Edwards, the CFLCC deputy commanding general for operations, said such behavior was par for the course from CENTCOM, but CFLCC tried to “filter” similar demands to avoid overloading the staffs in Afghanistan with petty requirements. However, not all the the requests for information originated at CENTCOM, he said. “Some of this was driven by the insatiable need for detail in Washington because the SecDef was having a daily press briefing,” Edwards said. “There are many things acceptable in Washington, but what’s the one absolutely unacceptable answer in Washington, D.C.? ‘I don’t know.’

“When the SecDef started having a [press] briefing every day, it meant that for hours of the day you could not talk to the CENTCOM staff. It didn’t matter what was going on. For hours of the day you were unable to get to a senior person to make a decision at CENTCOM because they were tied up prepping themselves for the SecDef’s briefing. The SecDef called CENTCOM every morning. They had a morning telephone call and I believe they had an afternoon telephone call. And for a couple of hours before that telephone call you could not talk to the CinC, you could not talk to the deputy CinC, you could not talk to the J-3 [director of operations], you probably could not talk to the J-2 [director of intelligence], and therefore you couldn’t get a decision. Numbers became so important that if the SecDef went to a briefing, and we had reported that we had captured fourteen Al Qaida, and it really turned out to be twelve or sixteen, then it would be easier to let two go or go back and capture two more than to go back and try to change the OSD [Office of the Secretary of Defense] number.”

But many officers were too consumed with the frantic preparations for battle to ponder these issues. To them, the collaborative planning process between task forces, the standing-room-only backbriefs, and the video-teleconferences with higher headquarters were evidence that everything was proceeding as it should.
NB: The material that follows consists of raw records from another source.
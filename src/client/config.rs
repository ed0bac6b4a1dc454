//! Client configuration

use std::time::Duration;

use crate::protocol::constants::DEFAULT_MAX_FRAME_SIZE;

/// Relay client settings
#[derive(Debug, Clone)]
pub struct ClientConfig {
    /// Relay address (`host:port`)
    pub addr: String,

    /// Give up connecting after this long
    pub connect_timeout: Duration,

    /// Enable TCP_NODELAY
    pub tcp_nodelay: bool,

    /// Maximum accepted frame body size
    pub max_frame_size: usize,
}

impl ClientConfig {
    /// Create a config for the relay at `addr`
    pub fn new(addr: impl Into<String>) -> Self {
        Self {
            addr: addr.into(),
            connect_timeout: Duration::from_secs(5),
            tcp_nodelay: true,
            max_frame_size: DEFAULT_MAX_FRAME_SIZE,
        }
    }

    /// Set connect timeout
    pub fn connect_timeout(mut self, timeout: Duration) -> Self {
        self.connect_timeout = timeout;
        self
    }

    /// Set maximum frame size
    pub fn max_frame_size(mut self, size: usize) -> Self {
        self.max_frame_size = size;
        self
    }
}

#[cfg(test)]
mod tests {
    use super::*;

    #[test]
    fn test_new_config() {
        let config = ClientConfig::new("relay.local:7400");

        assert_eq!(config.addr, "relay.local:7400");
        assert_eq!(config.connect_timeout, Duration::from_secs(5));
        assert!(config.tcp_nodelay);
    }

    #[test]
    fn test_builder() {
        let config = ClientConfig::new("127.0.0.1:7400")
            .connect_timeout(Duration::from_millis(250))
            .max_frame_size(2048);

        assert_eq!(config.connect_timeout, Duration::from_millis(250));
        assert_eq!(config.max_frame_size, 2048);
    }
}
//! # matchcast
//!
//! Live match state distribution: a room-scoped relay that fans out state
//! snapshots from a single scoring writer to many viewers, and a client-side
//! sync agent that merges three delivery paths into one deduplicated stream.
//!
//! ```text
//!   writer ──publish──► RelayServer ──updated──► SyncAgent ─┐
//!     │                                                     │
//!     ├──put──► StateGateway ◄──────poll (1s)───── SyncAgent ├─► DedupFilter ─► consumer
//!     │                                                     │
//!     └──publish_state──► LocalBus ──────────────► SyncAgent ┘
//! ```
//!
//! Any single path may fail; the consumer keeps seeing the freshest snapshot
//! reported by whichever path delivers new content first.

pub mod agent;
pub mod bus;
pub mod client;
pub mod dedup;
pub mod error;
pub mod gateway;
pub mod protocol;
pub mod registry;
pub mod server;
pub mod snapshot;
pub mod stats;

pub use agent::{AgentConfig, SyncAgent, TeardownReport};
pub use bus::LocalBus;
pub use dedup::DedupFilter;
pub use error::{Error, Result};
pub use gateway::{HttpGateway, MemoryGateway, StateGateway};
pub use registry::RoomRegistry;
pub use server::{RelayServer, ServerConfig};
pub use snapshot::{resolve_match_id, MatchId, StateSnapshot};
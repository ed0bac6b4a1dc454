//! In-process gateway

use std::collections::HashMap;
use std::sync::Arc;

use async_trait::async_trait;
use parking_lot::RwLock;

use crate::error::GatewayError;
use crate::snapshot::{MatchId, StateSnapshot};

use super::StateGateway;

/// Gateway backed by a process-local map
///
/// Cloning yields another handle to the same store.
#[derive(Clone, Default)]
pub struct MemoryGateway {
    states: Arc<RwLock<HashMap<MatchId, StateSnapshot>>>,
}

impl MemoryGateway {
    /// Create an empty store
    pub fn new() -> Self {
        Self::default()
    }

    /// Drop the stored snapshot for `match_id`
    pub fn remove(&self, match_id: &MatchId) -> Option<StateSnapshot> {
        self.states.write().remove(match_id)
    }

    /// Number of matches with a stored snapshot
    pub fn len(&self) -> usize {
        self.states.read().len()
    }

    /// Whether nothing is stored
    pub fn is_empty(&self) -> bool {
        self.states.read().is_empty()
    }
}

#[async_trait]
impl StateGateway for MemoryGateway {
    async fn get_state(&self, match_id: &MatchId) -> Result<Option<StateSnapshot>, GatewayError> {
        Ok(self.states.read().get(match_id).cloned())
    }

    async fn put_state(
        &self,
        match_id: &MatchId,
        snapshot: &StateSnapshot,
    ) -> Result<(), GatewayError> {
        self.states.write().insert(match_id.clone(), snapshot.clone());
        Ok(())
    }
}
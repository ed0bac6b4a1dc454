//! Scoreboard viewer demo
//!
//! Run with: cargo run --example scoreboard_viewer [RELAY_ADDR] [MATCH_ID] [STATE_URL]
//!
//! Examples:
//!   cargo run --example scoreboard_viewer
//!   cargo run --example scoreboard_viewer 127.0.0.1:7400 m1
//!   cargo run --example scoreboard_viewer 127.0.0.1:7400 m1 http://localhost:3000
//!
//! Without MATCH_ID the `MATCH_ID` environment variable is used, then
//! "default". Without STATE_URL the polling fallback is off.

use std::sync::Arc;
use std::time::Duration;

use matchcast::gateway::StateGateway;
use matchcast::{AgentConfig, HttpGateway, MemoryGateway, SyncAgent};

#[tokio::main]
async fn main() -> Result<(), Box<dyn std::error::Error>> {
    let args: Vec<String> = std::env::args().collect();

    if args.iter().any(|a| a == "--help" || a == "-h") {
        eprintln!("Usage: scoreboard_viewer [RELAY_ADDR] [MATCH_ID] [STATE_URL]");
        return Ok(());
    }

    tracing_subscriber::fmt()
        .with_env_filter(
            tracing_subscriber::EnvFilter::from_default_env()
                .add_directive("matchcast=info".parse()?)
                .add_directive("scoreboard_viewer=debug".parse()?),
        )
        .init();

    let relay_addr = args.get(1).cloned().unwrap_or_else(|| "127.0.0.1:7400".to_string());
    let ambient = std::env::var("MATCH_ID").ok();
    let mut config =
        AgentConfig::resolve(args.get(2).map(String::as_str), ambient.as_deref()).relay_addr(relay_addr);

    let gateway: Arc<dyn StateGateway> = match args.get(3) {
        Some(url) => Arc::new(HttpGateway::new(url, Duration::from_secs(1))?),
        None => {
            config = config.disable_polling();
            Arc::new(MemoryGateway::new())
        }
    };

    println!("Watching match '{}'", config.match_id);

    let (mut agent, mut updates) = SyncAgent::start(config, gateway, None);

    loop {
        tokio::select! {
            update = updates.recv() => match update {
                Some(snapshot) => println!("{}", snapshot.value()),
                None => break,
            },
            _ = tokio::signal::ctrl_c() => {
                println!("\nShutting down...");
                break;
            }
        }
    }

    let report = agent.shutdown().await;
    let stats = agent.stats();
    println!(
        "Released {:?}; emitted={} suppressed={} polls={}",
        report.released,
        stats.emitted,
        stats.suppressed,
        stats.polls(),
    );

    Ok(())
}
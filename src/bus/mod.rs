//! Process-local publish/subscribe channel
//!
//! When the writer and its viewers share a process, state updates can skip
//! the network entirely. The bus fans raw JSON messages out per topic using
//! `tokio::sync::broadcast`; state updates travel on [`STATE_TOPIC`] as
//! tagged objects:
//!
//! ```text
//! { "kind": "state-update", "matchId": "m1", "payload": { ... } }
//! ```
//!
//! Messages stay raw on the bus so that other kinds of traffic can share a
//! topic; receivers pick out what they understand with [`BusMessage::parse`].

use std::collections::HashMap;
use std::sync::Arc;

use parking_lot::RwLock;
use serde::{Deserialize, Serialize};
use serde_json::Value;
use tokio::sync::broadcast;

use crate::snapshot::{MatchId, StateSnapshot};

/// Topic carrying match state updates
pub const STATE_TOPIC: &str = "match-state";

/// `kind` tag of a state update
pub const STATE_UPDATE_KIND: &str = "state-update";

const DEFAULT_TOPIC_CAPACITY: usize = 64;

/// Messages this crate understands on the bus
#[derive(Debug, Clone, PartialEq, Serialize, Deserialize)]
#[serde(tag = "kind", rename_all = "kebab-case")]
pub enum BusMessage {
    /// Full state of one match
    StateUpdate {
        #[serde(rename = "matchId")]
        match_id: MatchId,
        payload: Value,
    },
}

impl BusMessage {
    /// Build a state update message
    pub fn state_update(match_id: &MatchId, snapshot: &StateSnapshot) -> Self {
        BusMessage::StateUpdate {
            match_id: match_id.clone(),
            payload: snapshot.value().clone(),
        }
    }

    /// Interpret a raw bus message
    ///
    /// Messages of another kind yield `Ok(None)`; a message tagged as a
    /// state update that does not have the expected shape is an error.
    pub fn parse(message: &Value) -> Result<Option<Self>, serde_json::Error> {
        if message.get("kind").and_then(Value::as_str) != Some(STATE_UPDATE_KIND) {
            return Ok(None);
        }
        serde_json::from_value(message.clone()).map(Some)
    }

    /// Encode as a raw bus message
    pub fn to_value(&self) -> Value {
        match self {
            BusMessage::StateUpdate { match_id, payload } => serde_json::json!({
                "kind": STATE_UPDATE_KIND,
                "matchId": match_id,
                "payload": payload,
            }),
        }
    }
}

/// Process-local fan-out channel keyed by topic name
///
/// Cloning yields another handle to the same bus.
#[derive(Clone)]
pub struct LocalBus {
    topics: Arc<RwLock<HashMap<String, broadcast::Sender<Value>>>>,
    capacity: usize,
}

impl LocalBus {
    /// Create an empty bus
    pub fn new() -> Self {
        Self::with_capacity(DEFAULT_TOPIC_CAPACITY)
    }

    /// Create a bus whose topics buffer `capacity` messages per receiver
    pub fn with_capacity(capacity: usize) -> Self {
        Self {
            topics: Arc::new(RwLock::new(HashMap::new())),
            capacity: capacity.max(1),
        }
    }

    /// Subscribe to `topic`, creating it if needed
    pub fn subscribe(&self, topic: &str) -> broadcast::Receiver<Value> {
        if let Some(tx) = self.topics.read().get(topic) {
            return tx.subscribe();
        }

        self.topics
            .write()
            .entry(topic.to_string())
            .or_insert_with(|| broadcast::channel(self.capacity).0)
            .subscribe()
    }

    /// Send a raw message to every current subscriber of `topic`
    ///
    /// Returns the number of subscribers reached. A topic with nobody
    /// listening silently drops the message.
    pub fn publish(&self, topic: &str, message: Value) -> usize {
        self.topics
            .read()
            .get(topic)
            .and_then(|tx| tx.send(message).ok())
            .unwrap_or(0)
    }

    /// Publish a state update for `match_id` on [`STATE_TOPIC`]
    pub fn publish_state(&self, match_id: &MatchId, snapshot: &StateSnapshot) -> usize {
        let message = BusMessage::state_update(match_id, snapshot).to_value();
        let reached = self.publish(STATE_TOPIC, message);

        tracing::trace!(match_id = %match_id, reached = reached, "State published on local bus");
        reached
    }

    /// Number of live receivers on `topic`
    pub fn subscriber_count(&self, topic: &str) -> usize {
        self.topics
            .read()
            .get(topic)
            .map_or(0, broadcast::Sender::receiver_count)
    }
}

impl Default for LocalBus {
    fn default() -> Self {
        Self::new()
    }
}
//! Date functions
//!
//! Dates are serial day numbers in the 1900 date system. Serial 1 is
//! 1900-01-01 and serial 60 is the fictional 1900-02-29, so from March 1900
//! on a serial is the number of days since 1899-12-30.

use cellcalc_core::CellError;
use chrono::{Datelike, Duration, Local, NaiveDate, Timelike};

use super::args::{arg, numeric_null_bool};
use super::{FunctionContext, FunctionRegistry};
use crate::broadcast::{self, has_array};
use crate::value::FormulaValue;

pub(super) fn register(registry: &mut FunctionRegistry) {
    registry.add("DATE", 3, Some(3), fn_date);
    registry.add("YEAR", 1, Some(1), fn_year);
    registry.add("MONTH", 1, Some(1), fn_month);
    registry.add("DAY", 1, Some(1), fn_day);
    registry.add_volatile("TODAY", 0, Some(0), fn_today);
    registry.add_volatile("NOW", 0, Some(0), fn_now);
}

/// Largest serial (9999-12-31)
const MAX_SERIAL: i64 = 2_958_465;

/// First serial that matches the real calendar
const LEAP_BUG_SERIAL: i64 = 60;

fn epoch() -> Option<NaiveDate> {
    NaiveDate::from_ymd_opt(1899, 12, 30)
}

/// Serial number of a calendar date
pub fn date_to_serial(date: NaiveDate) -> Option<i64> {
    let days = (date - epoch()?).num_days();
    Some(if days <= LEAP_BUG_SERIAL { days - 1 } else { days })
}

/// Calendar date of a serial, `None` for the fictional 1900-02-29 and for
/// serials outside 1..=9999-12-31
pub fn serial_to_date(serial: i64) -> Option<NaiveDate> {
    if !(0..=MAX_SERIAL).contains(&serial) || serial == LEAP_BUG_SERIAL {
        return None;
    }
    let days = if serial < LEAP_BUG_SERIAL { serial + 1 } else { serial };
    epoch()?.checked_add_signed(Duration::days(days))
}

fn serial_to_ymd(serial: i64) -> Option<(i32, u32, u32)> {
    if serial == LEAP_BUG_SERIAL {
        return Some((1900, 2, 29));
    }
    if serial == 0 {
        return Some((1900, 1, 0));
    }
    serial_to_date(serial).map(|d| (d.year(), d.month(), d.day()))
}

fn date_serial(year: f64, month: f64, day: f64) -> Result<f64, CellError> {
    let mut year = year.trunc() as i64;
    if (0..1900).contains(&year) {
        year += 1900;
    }
    if !(0..=9999).contains(&year) {
        return Err(CellError::Num);
    }

    let months = year * 12 + month.trunc() as i64 - 1;
    let first = NaiveDate::from_ymd_opt(months.div_euclid(12) as i32, months.rem_euclid(12) as u32 + 1, 1)
        .ok_or(CellError::Num)?;
    let date = first
        .checked_add_signed(Duration::days(day.trunc() as i64 - 1))
        .ok_or(CellError::Num)?;
    let serial = date_to_serial(date).ok_or(CellError::Num)?;
    if !(0..=MAX_SERIAL).contains(&serial) {
        return Err(CellError::Num);
    }
    Ok(serial as f64)
}

/// DATE(year, month, day)
///
/// Years below 1900 are offsets from 1900; months and days roll over.
pub fn fn_date(args: &[FormulaValue], ctx: &FunctionContext) -> FormulaValue {
    if has_array(args) {
        return broadcast::apply(args, |a| fn_date(a, ctx));
    }
    let parts = (
        numeric_null_bool(arg(args, 0)),
        numeric_null_bool(arg(args, 1)),
        numeric_null_bool(arg(args, 2)),
    );
    match parts {
        (Ok(y), Ok(m), Ok(d)) => match date_serial(y, m, d) {
            Ok(serial) => FormulaValue::Number(serial),
            Err(e) => FormulaValue::Error(e),
        },
        (Err(e), _, _) | (_, Err(e), _) | (_, _, Err(e)) => FormulaValue::Error(e),
    }
}

fn date_part(args: &[FormulaValue], part: fn((i32, u32, u32)) -> f64) -> FormulaValue {
    broadcast::map(arg(args, 0), |v| match numeric_null_bool(v) {
        Ok(n) if n < 0.0 => FormulaValue::Error(CellError::Num),
        Ok(n) => match serial_to_ymd(n.floor() as i64) {
            Some(ymd) => FormulaValue::Number(part(ymd)),
            None => FormulaValue::Error(CellError::Num),
        },
        Err(e) => FormulaValue::Error(e),
    })
}

/// YEAR(serial)
pub fn fn_year(args: &[FormulaValue], _ctx: &FunctionContext) -> FormulaValue {
    date_part(args, |(y, _, _)| y as f64)
}

/// MONTH(serial)
pub fn fn_month(args: &[FormulaValue], _ctx: &FunctionContext) -> FormulaValue {
    date_part(args, |(_, m, _)| m as f64)
}

/// DAY(serial)
pub fn fn_day(args: &[FormulaValue], _ctx: &FunctionContext) -> FormulaValue {
    date_part(args, |(_, _, d)| d as f64)
}

/// TODAY() - current local date
pub fn fn_today(_args: &[FormulaValue], _ctx: &FunctionContext) -> FormulaValue {
    match date_to_serial(Local::now().date_naive()) {
        Some(serial) => FormulaValue::Number(serial as f64),
        None => FormulaValue::Error(CellError::Num),
    }
}

/// NOW() - current local date and time of day as a fraction
pub fn fn_now(_args: &[FormulaValue], _ctx: &FunctionContext) -> FormulaValue {
    let now = Local::now();
    match date_to_serial(now.date_naive()) {
        Some(serial) => {
            let seconds = now.num_seconds_from_midnight() as f64;
            FormulaValue::Number(serial as f64 + seconds / 86_400.0)
        }
        None => FormulaValue::Error(CellError::Num),
    }
}

#[cfg(test)]
mod tests {
    use super::*;
    use crate::evaluator::evaluate_formula;
    use pretty_assertions::assert_eq;

    fn eval(formula: &str) -> FormulaValue {
        evaluate_formula(formula).unwrap()
    }

    #[test]
    fn test_date_serials() {
        assert_eq!(eval("=DATE(1900,1,1)"), FormulaValue::Number(1.0));
        assert_eq!(eval("=DATE(1900,3,1)"), FormulaValue::Number(61.0));
        assert_eq!(eval("=DATE(2024,1,15)"), FormulaValue::Number(45306.0));
        assert_eq!(eval("=DATE(124,1,15)"), FormulaValue::Number(45306.0));
        assert_eq!(eval("=DATE(2023,13,1)"), eval("=DATE(2024,1,1)"));
        assert_eq!(eval("=DATE(2024,3,0)"), eval("=DATE(2024,2,29)"));
        assert_eq!(eval("=DATE(10000,1,1)"), FormulaValue::Error(CellError::Num));
        assert_eq!(eval("=DATE(\"x\",1,1)"), FormulaValue::Error(CellError::Value));
    }

    #[test]
    fn test_date_parts() {
        assert_eq!(eval("=YEAR(45306)"), FormulaValue::Number(2024.0));
        assert_eq!(eval("=MONTH(45306.75)"), FormulaValue::Number(1.0));
        assert_eq!(eval("=DAY(45306)"), FormulaValue::Number(15.0));
        assert_eq!(eval("=DAY(60)"), FormulaValue::Number(29.0));
        assert_eq!(eval("=YEAR(-1)"), FormulaValue::Error(CellError::Num));
    }

    #[test]
    fn test_serial_conversion() {
        let date = NaiveDate::from_ymd_opt(2024, 1, 15).unwrap();
        assert_eq!(date_to_serial(date), Some(45306));
        assert_eq!(serial_to_date(45306), Some(date));
        assert_eq!(serial_to_date(60), None);
        assert_eq!(serial_to_date(1), NaiveDate::from_ymd_opt(1900, 1, 1));
    }

    #[test]
    fn test_today_and_now() {
        let FormulaValue::Number(today) = eval("=TODAY()") else {
            panic!("TODAY must return a number");
        };
        let FormulaValue::Number(now) = eval("=NOW()") else {
            panic!("NOW must return a number");
        };
        assert_eq!(today.fract(), 0.0);
        assert!(now >= today && now < today + 2.0);
        assert!(today > 45000.0);
    }
}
This was particularly so after Mountain held its own VTC February 26 to discuss the fires plan. The VTC connected Gray, Briley, Yates, Bentley, and Donnelly at Bagram, CFLCC and CAOC representatives, and the commander of the aircraft carrier
John Stennis
’s air wing. “We discussed the pre-assault fires and the follow-on CAS [close air support] plan,” Gray said. “Some minor issues arose and were dealt with, but we left that meeting feeling like everyone was on the same sheet of music.”

This was an illusion. Everyone was not on the same sheet of music. That evening, when Hagenbeck briefed Franks, Mikolashek, and Moseley via VTC, Moseley said he had only recently been made aware of the operation and had some issues with it. The staffs tried to iron out these differences, but events on D-Day would reveal significant command-and-control problems between Moseley’s Air Force operation in Saudi Arabia and the Mountain staff at Bagram. Even more incomprehensibly, the rehearsals hid—or perhaps, because the Hammer A-team leaders did not attend the Rakkasan-Dagger run-throughs caused—at least three major communication breakdowns between Mountain’s component task forces, two of which would have serious repercussions.